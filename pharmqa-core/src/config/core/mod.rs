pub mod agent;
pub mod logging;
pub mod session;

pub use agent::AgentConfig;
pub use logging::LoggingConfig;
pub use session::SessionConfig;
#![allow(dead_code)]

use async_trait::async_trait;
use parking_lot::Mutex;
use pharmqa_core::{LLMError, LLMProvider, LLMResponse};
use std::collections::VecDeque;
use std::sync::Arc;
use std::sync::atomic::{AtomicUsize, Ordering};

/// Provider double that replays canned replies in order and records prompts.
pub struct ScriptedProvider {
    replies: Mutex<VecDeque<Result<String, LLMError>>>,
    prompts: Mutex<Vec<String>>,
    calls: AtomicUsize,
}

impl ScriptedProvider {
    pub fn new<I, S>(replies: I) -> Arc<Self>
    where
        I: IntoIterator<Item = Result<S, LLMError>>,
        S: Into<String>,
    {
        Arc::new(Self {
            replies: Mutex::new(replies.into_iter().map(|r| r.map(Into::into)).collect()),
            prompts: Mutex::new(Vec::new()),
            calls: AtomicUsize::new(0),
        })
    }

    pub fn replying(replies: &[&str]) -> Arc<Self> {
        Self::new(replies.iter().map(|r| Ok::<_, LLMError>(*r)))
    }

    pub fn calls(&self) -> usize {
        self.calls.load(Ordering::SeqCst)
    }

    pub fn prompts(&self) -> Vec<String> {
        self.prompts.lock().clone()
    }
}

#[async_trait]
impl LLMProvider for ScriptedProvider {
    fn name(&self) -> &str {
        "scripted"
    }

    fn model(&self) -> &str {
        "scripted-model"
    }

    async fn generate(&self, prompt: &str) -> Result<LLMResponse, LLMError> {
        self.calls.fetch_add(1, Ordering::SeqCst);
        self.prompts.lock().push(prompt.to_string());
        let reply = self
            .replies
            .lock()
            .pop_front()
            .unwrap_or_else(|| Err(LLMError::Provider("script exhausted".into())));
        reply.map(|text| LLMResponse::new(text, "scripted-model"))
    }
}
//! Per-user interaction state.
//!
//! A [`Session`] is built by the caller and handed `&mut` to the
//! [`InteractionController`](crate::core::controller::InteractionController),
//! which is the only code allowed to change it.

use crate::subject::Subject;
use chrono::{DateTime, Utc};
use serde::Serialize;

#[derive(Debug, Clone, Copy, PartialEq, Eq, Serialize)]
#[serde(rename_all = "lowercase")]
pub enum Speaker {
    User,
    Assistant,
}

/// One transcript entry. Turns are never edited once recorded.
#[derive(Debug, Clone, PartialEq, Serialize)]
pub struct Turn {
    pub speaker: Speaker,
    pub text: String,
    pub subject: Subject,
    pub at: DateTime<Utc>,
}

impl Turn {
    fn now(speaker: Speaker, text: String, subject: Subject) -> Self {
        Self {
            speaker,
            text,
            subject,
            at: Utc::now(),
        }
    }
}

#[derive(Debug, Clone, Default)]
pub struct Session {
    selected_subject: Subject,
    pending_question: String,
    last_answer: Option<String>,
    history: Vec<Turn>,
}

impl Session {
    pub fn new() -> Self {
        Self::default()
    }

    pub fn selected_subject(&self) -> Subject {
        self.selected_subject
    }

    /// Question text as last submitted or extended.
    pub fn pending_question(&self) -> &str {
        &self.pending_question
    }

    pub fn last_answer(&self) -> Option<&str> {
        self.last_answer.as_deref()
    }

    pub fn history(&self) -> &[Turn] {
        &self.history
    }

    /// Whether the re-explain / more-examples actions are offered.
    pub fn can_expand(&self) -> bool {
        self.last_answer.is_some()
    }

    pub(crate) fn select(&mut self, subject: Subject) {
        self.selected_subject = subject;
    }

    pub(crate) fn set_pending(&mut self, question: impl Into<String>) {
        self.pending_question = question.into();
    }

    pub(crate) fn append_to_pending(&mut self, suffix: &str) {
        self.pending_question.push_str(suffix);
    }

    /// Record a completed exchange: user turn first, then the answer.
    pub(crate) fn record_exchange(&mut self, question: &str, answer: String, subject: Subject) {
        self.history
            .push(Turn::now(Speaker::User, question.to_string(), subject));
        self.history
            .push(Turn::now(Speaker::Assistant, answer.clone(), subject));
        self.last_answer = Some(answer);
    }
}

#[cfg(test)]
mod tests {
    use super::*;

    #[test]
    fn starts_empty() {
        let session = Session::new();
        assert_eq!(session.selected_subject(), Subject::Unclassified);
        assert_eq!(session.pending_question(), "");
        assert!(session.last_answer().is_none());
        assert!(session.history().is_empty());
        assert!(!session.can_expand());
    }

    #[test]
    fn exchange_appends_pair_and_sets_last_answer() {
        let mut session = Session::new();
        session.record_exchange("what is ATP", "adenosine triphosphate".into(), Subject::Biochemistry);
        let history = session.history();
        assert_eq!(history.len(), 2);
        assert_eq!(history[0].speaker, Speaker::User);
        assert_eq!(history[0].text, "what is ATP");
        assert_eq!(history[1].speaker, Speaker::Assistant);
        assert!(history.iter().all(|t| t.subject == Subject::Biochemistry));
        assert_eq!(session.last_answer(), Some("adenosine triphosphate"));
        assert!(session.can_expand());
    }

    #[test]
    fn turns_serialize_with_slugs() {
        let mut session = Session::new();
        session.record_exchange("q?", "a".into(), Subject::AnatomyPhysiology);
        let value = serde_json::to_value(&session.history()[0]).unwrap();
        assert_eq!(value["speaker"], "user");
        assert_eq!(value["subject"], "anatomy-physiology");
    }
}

- - - - - - -

## [EXERCISE BRIEF]
Scan the records above and show every line in which the word "SeqCst" occurs.

## [COMPLETED TASK]
        self.calls.load(Ordering::SeqCst)
        self.calls.fetch_add(1, Ordering::SeqCst);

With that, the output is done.